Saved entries
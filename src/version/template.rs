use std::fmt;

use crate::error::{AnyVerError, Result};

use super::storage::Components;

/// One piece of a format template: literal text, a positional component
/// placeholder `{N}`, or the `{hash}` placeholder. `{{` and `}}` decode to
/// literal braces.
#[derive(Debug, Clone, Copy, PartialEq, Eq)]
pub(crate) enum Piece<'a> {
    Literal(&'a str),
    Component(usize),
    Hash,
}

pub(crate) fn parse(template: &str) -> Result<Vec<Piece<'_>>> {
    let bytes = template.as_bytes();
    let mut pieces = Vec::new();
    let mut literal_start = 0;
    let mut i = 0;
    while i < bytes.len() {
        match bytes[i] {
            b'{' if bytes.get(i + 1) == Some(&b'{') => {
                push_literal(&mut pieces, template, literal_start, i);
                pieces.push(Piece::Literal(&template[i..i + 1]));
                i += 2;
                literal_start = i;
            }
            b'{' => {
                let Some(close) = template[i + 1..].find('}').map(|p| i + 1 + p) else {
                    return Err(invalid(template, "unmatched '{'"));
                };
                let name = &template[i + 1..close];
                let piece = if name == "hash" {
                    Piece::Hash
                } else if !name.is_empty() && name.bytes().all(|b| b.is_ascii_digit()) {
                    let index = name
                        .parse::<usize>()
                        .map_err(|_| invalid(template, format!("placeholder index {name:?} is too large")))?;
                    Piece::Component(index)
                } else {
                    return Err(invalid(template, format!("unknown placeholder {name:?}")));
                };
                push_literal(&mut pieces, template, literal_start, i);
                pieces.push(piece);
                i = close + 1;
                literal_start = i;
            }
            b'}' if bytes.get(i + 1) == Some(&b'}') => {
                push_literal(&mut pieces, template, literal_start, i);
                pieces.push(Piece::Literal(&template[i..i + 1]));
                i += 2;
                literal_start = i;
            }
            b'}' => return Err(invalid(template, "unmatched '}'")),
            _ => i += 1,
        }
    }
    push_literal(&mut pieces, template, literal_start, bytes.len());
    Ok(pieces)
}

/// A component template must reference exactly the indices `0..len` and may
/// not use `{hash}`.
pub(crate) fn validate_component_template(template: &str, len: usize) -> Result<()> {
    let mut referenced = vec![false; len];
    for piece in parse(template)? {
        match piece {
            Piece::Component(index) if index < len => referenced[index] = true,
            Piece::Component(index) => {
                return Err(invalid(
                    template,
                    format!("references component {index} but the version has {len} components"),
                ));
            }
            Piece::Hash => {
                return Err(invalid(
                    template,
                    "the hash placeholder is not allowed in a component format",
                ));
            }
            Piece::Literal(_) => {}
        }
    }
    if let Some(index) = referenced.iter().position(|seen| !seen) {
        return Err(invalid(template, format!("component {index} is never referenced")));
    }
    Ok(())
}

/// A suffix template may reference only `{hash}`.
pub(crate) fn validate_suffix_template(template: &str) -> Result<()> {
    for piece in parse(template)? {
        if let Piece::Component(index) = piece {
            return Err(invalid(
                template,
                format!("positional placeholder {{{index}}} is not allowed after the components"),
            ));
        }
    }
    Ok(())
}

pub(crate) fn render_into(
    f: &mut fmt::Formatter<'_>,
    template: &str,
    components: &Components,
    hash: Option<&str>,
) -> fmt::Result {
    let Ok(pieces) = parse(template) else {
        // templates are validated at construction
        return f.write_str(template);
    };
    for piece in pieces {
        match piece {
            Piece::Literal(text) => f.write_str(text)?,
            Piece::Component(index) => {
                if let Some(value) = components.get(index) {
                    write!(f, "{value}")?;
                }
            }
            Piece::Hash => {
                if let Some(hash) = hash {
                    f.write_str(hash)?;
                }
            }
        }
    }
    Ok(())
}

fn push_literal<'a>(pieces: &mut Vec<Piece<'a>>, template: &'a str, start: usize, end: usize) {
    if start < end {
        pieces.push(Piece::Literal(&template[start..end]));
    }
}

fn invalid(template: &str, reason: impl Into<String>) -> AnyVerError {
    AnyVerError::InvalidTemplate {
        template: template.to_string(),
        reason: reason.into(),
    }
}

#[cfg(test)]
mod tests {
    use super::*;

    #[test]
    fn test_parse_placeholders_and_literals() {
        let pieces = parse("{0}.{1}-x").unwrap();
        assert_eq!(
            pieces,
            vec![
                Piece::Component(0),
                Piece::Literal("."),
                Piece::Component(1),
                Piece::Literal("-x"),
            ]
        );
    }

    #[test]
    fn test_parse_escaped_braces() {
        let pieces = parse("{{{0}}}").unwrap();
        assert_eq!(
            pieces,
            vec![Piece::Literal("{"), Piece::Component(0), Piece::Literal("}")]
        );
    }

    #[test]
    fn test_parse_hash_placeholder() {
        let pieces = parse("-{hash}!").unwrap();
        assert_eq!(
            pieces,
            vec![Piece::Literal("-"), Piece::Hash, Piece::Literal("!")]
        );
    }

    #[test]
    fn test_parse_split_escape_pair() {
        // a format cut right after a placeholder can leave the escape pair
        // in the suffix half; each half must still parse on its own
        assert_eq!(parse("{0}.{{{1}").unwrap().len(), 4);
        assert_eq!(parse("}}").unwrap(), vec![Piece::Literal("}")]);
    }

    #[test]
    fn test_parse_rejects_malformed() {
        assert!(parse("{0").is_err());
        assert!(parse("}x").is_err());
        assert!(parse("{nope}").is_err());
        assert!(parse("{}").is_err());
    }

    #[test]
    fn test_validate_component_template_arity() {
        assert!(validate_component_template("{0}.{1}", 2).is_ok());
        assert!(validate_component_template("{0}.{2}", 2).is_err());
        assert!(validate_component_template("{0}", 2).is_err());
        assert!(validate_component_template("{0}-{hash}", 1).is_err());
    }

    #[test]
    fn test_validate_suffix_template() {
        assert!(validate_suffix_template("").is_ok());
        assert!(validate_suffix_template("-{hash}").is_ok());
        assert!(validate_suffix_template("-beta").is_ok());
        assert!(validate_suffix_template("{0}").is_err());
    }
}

--

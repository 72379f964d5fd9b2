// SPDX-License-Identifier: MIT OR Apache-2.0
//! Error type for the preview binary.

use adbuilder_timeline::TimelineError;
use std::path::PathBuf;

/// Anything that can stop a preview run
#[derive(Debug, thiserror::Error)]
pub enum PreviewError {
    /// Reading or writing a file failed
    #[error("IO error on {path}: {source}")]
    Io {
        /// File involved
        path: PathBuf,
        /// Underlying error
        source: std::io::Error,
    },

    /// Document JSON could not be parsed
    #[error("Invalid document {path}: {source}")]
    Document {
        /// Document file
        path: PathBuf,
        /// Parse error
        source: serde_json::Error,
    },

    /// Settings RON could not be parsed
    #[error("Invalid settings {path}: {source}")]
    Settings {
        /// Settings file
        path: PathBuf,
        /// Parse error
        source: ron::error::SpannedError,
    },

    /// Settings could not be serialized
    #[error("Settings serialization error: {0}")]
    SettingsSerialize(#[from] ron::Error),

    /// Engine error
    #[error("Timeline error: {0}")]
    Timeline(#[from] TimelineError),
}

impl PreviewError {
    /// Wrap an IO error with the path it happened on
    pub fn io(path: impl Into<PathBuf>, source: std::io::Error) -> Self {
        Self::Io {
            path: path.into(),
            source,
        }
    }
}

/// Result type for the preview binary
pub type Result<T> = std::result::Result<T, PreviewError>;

--- PROBLEM TO WORK ON ---
All lines above from the one holding "filename src/version/template.rs" to the one holding "let mut literal_start = 0;", inclusive, are to be copied exactly; no other line is wanted.

--- ANSWER BELOW ---
filename src/version/template.rs
use std::fmt;

use crate::error::{AnyVerError, Result};

use super::storage::Components;

/// One piece of a format template: literal text, a positional component
/// placeholder `{N}`, or the `{hash}` placeholder. `{{` and `}}` decode to
/// literal braces.
#[derive(Debug, Clone, Copy, PartialEq, Eq)]
pub(crate) enum Piece<'a> {
    Literal(&'a str),
    Component(usize),
    Hash,
}

pub(crate) fn parse(template: &str) -> Result<Vec<Piece<'_>>> {
    let bytes = template.as_bytes();
    let mut pieces = Vec::new();
    let mut literal_start = 0;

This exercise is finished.